*What the task requires:* The answer must consist of each line below that holds the word "WorkspaceError", copied as it stands.

*Records:*
•••••
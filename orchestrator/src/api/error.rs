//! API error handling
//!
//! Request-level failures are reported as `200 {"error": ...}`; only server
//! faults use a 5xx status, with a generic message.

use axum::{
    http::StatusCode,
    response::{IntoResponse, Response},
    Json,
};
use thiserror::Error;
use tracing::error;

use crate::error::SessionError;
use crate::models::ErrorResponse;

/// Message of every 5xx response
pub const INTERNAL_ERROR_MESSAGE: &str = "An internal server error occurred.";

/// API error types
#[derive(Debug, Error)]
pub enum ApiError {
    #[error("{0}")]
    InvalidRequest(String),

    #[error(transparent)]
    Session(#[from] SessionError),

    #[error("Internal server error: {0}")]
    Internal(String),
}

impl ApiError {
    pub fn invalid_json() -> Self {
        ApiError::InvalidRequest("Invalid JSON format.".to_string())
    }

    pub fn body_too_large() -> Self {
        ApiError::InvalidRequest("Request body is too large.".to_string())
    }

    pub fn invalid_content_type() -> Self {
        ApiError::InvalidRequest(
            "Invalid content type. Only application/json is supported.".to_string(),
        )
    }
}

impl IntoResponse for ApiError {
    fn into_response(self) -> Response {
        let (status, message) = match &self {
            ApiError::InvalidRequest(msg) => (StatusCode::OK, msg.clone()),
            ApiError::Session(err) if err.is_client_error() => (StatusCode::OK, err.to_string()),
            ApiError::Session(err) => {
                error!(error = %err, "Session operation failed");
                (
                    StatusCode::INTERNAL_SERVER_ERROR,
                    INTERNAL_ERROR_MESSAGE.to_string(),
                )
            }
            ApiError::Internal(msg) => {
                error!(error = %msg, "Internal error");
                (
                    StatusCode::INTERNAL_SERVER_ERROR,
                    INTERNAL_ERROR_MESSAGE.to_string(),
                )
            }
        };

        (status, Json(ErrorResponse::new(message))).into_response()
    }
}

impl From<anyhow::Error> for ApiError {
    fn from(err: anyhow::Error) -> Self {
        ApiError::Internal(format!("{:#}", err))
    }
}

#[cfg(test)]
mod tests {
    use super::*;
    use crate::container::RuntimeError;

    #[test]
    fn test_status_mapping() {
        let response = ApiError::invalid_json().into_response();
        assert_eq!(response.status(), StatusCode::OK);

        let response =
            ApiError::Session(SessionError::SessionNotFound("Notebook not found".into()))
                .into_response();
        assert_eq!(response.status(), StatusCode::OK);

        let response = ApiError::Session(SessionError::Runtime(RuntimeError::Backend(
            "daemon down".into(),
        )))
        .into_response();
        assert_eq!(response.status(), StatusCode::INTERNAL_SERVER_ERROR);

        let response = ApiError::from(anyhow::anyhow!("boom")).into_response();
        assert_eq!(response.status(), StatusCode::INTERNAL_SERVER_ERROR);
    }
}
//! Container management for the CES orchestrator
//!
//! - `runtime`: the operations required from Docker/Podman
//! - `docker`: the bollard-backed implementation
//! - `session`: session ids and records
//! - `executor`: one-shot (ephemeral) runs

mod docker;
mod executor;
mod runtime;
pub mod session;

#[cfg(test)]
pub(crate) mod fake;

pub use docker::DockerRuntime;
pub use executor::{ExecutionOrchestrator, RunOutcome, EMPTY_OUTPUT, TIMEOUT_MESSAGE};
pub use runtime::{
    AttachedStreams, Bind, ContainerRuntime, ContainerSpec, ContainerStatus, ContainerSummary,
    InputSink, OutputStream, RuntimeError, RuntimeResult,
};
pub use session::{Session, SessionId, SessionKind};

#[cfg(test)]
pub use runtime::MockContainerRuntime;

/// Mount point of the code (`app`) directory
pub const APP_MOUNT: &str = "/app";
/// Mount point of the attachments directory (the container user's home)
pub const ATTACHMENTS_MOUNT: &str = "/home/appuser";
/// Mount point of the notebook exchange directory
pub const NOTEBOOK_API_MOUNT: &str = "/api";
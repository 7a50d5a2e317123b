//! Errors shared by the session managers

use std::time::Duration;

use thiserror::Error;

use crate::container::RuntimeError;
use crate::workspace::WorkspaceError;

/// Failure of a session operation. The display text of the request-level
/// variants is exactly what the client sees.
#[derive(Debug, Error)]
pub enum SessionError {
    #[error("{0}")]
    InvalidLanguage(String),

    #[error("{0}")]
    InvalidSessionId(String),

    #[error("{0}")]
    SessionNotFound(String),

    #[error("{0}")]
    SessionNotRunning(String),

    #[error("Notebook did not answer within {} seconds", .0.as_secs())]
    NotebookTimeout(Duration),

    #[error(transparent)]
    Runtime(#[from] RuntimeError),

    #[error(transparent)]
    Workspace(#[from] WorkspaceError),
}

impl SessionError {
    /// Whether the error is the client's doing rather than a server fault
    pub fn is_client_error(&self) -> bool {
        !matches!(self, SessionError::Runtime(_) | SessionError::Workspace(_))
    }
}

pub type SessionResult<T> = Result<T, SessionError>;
•••••
*Output of the task:*
use crate::workspace::WorkspaceError;
    Workspace(#[from] WorkspaceError),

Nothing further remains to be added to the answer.